The breastfeeding in public can of worms has been opened once again. So soon? Tis true. And, once again, it’s been opened by an undoubtedly well-intentioned older man daring to weigh in on the manner in which a woman used her mammories.
Last night radio presenter Steve Price was on Channel 10’s The Project seeking to explain a tweet he’d sent.
‘Discreet public breastfeeding no drama but walking through Qantas domestic!!’
The Project’s Carrie Bickmore was firm with her colleague who regularly co-hosts the show.
“Why Steve? Why?” she asked.
Steve was pretty unhappy. He doesn’t disapprove of breastfeeding. Indeed he’d sat in a meeting just a few weeks earlier whilst Carrie breastfed her baby. His wife breastfed their children. He doesn’t mind breastfeeding. But he does mind women breastfeeding whilst walking through airports.
Bickmore was quick to come back: “Why do women have to do it discreetly, what is your issue with it? And, just for your information, we feed where we want to, not where you want us too.”
Why can’t he discuss breastfeeding women?
“I mean, since when do breastfeeding mothers, are they a no-go zone?” Price asked. “I can comment on what I like, when I like and people can just go and jam it as far as I’m concerned.”
Poor Steve. He got fed up. He ought to ring David Koch and they can exchange notes on being at the centre of a breastfeeding mum storm of their own creation.
It’s just not fair, I can imagine Steve thinking. Why can’t he share a simple opinion on how mothers ought to breastfeed? Why doesn’t everyone agree that walking through an airport feeding a baby is strange? And unusual?
Allow me to explain. The answer is quite simple. The reason I’d suggest the mother was breastfeeding her baby whilst walking through the airport, is probably because her baby needed feeding.
I would also hazard a guess that she wasn’t waking through Qantas domestic simply for the fun of it. I’d guess she was either on her way to a flight, or making her way home from a flight. Or perhaps she was meeting her partner or her parents or her best friend who was arriving back from somewhere.

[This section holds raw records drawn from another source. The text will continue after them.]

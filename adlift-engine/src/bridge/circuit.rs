//! Circuit breaker for bridge bootstrap health
//!
//! Tracks consecutive bootstrap failures. After the threshold the circuit
//! opens and callers fail fast for a cooldown; the first caller after the
//! cooldown gets a single half-open probe that either closes or re-opens
//! the circuit.

use crate::error::{Error, Result};
use adlift_common::events::CircuitHealth;
use std::time::Duration;
use tokio::time::Instant;

/// Internal circuit state
#[derive(Debug, Clone, Copy)]
pub enum CircuitState {
    Closed { consecutive_failures: u32 },
    Open { opened_at: Instant },
    HalfOpen,
}

/// Consecutive-failure circuit breaker with cooldown and half-open probe
#[derive(Debug)]
pub struct CircuitBreaker {
    state: CircuitState,
    failure_threshold: u32,
    cooldown: Duration,
}

impl CircuitBreaker {
    pub fn new(failure_threshold: u32, cooldown: Duration) -> Self {
        Self {
            state: CircuitState::Closed {
                consecutive_failures: 0,
            },
            failure_threshold,
            cooldown,
        }
    }

    /// Whether a call may proceed right now
    ///
    /// `Err(CircuitOpen)` while the cooldown is pending. Once the cooldown
    /// elapses the circuit moves to half-open and admits exactly one probe.
    pub fn check(&mut self) -> Result<()> {
        match self.state {
            CircuitState::Closed { .. } | CircuitState::HalfOpen => Ok(()),
            CircuitState::Open { opened_at } => {
                if opened_at.elapsed() >= self.cooldown {
                    self.state = CircuitState::HalfOpen;
                    Ok(())
                } else {
                    Err(Error::CircuitOpen)
                }
            }
        }
    }

    /// Record a successful call; closes the circuit
    pub fn record_success(&mut self) {
        self.state = CircuitState::Closed {
            consecutive_failures: 0,
        };
    }

    /// Record a failed call
    ///
    /// Reaching the threshold (or failing the half-open probe) opens the
    /// circuit and restarts the cooldown.
    pub fn record_failure(&mut self) {
        match self.state {
            CircuitState::Closed {
                consecutive_failures,
            } => {
                let failures = consecutive_failures + 1;
                if failures >= self.failure_threshold {
                    self.state = CircuitState::Open {
                        opened_at: Instant::now(),
                    };
                } else {
                    self.state = CircuitState::Closed {
                        consecutive_failures: failures,
                    };
                }
            }
            CircuitState::HalfOpen | CircuitState::Open { .. } => {
                self.state = CircuitState::Open {
                    opened_at: Instant::now(),
                };
            }
        }
    }

    pub fn health(&self) -> CircuitHealth {
        match self.state {
            CircuitState::Closed { .. } => CircuitHealth::Closed,
            CircuitState::Open { .. } => CircuitHealth::Open,
            CircuitState::HalfOpen => CircuitHealth::HalfOpen,
        }
    }
}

Whilst it’s true that some mothers with small babies will do anything to exit the home (I certainly did my best to conjure excuses to join the outside world) I am unconvinced that any parent would make their way to a metropolitan airport with a baby unless there was a reason for being there. (Beyond simply creating chaos for a radio shock jock).
Any parent that is venturing out to the airport merely to explore, may I suggest you try your local Westfield? They offer parking with pram spots and coffees generally cost less than the $7 charged at most airports.
But back to feeding. Babies feed at regular intervals, and to the great consternation of parents and Gina Ford devotees everywhere, these feeds cannot always be timed.
In an ideal world feeds might be provided in a comfortable position of the mother’s choosing, at intervals of the mother’s choosing, with a hot or cold drink of the mother’s choosing, with a massage therapist of the mother’s choosing to ease tension in the mother’s shoulders, and a small cheer squad of the mother’s choosing to remind the mother what a sterling job she’s doing.
In the real world, tragically, this very rarely occurs. (Unless perhaps you just had your first baby thirty seconds earlier and you are lucky enough to have legions of adoring grandparents, family members and friends eager to help).
There are a host of factors that explain when and how any mother feeds her baby. Conditions imposed by outsiders about what is appropriate and welcome are the least useful and least welcome. And yet, they abound.
For the overwhelming majority mums are just doing their very best to do what works best for them and for their baby. They are the two people who matter most in a mother-baby feeding situation.
Not another person’s sensibilities. Not another person’s idea of what is discreet and what is appropriate.
As Carrie said last night, mothers will feed how and when it suits them and their baby, not how and when it suits others. How super it would be if anyone considering advising breastfeeding mums about how/when/where they feed could use this as the litmus test?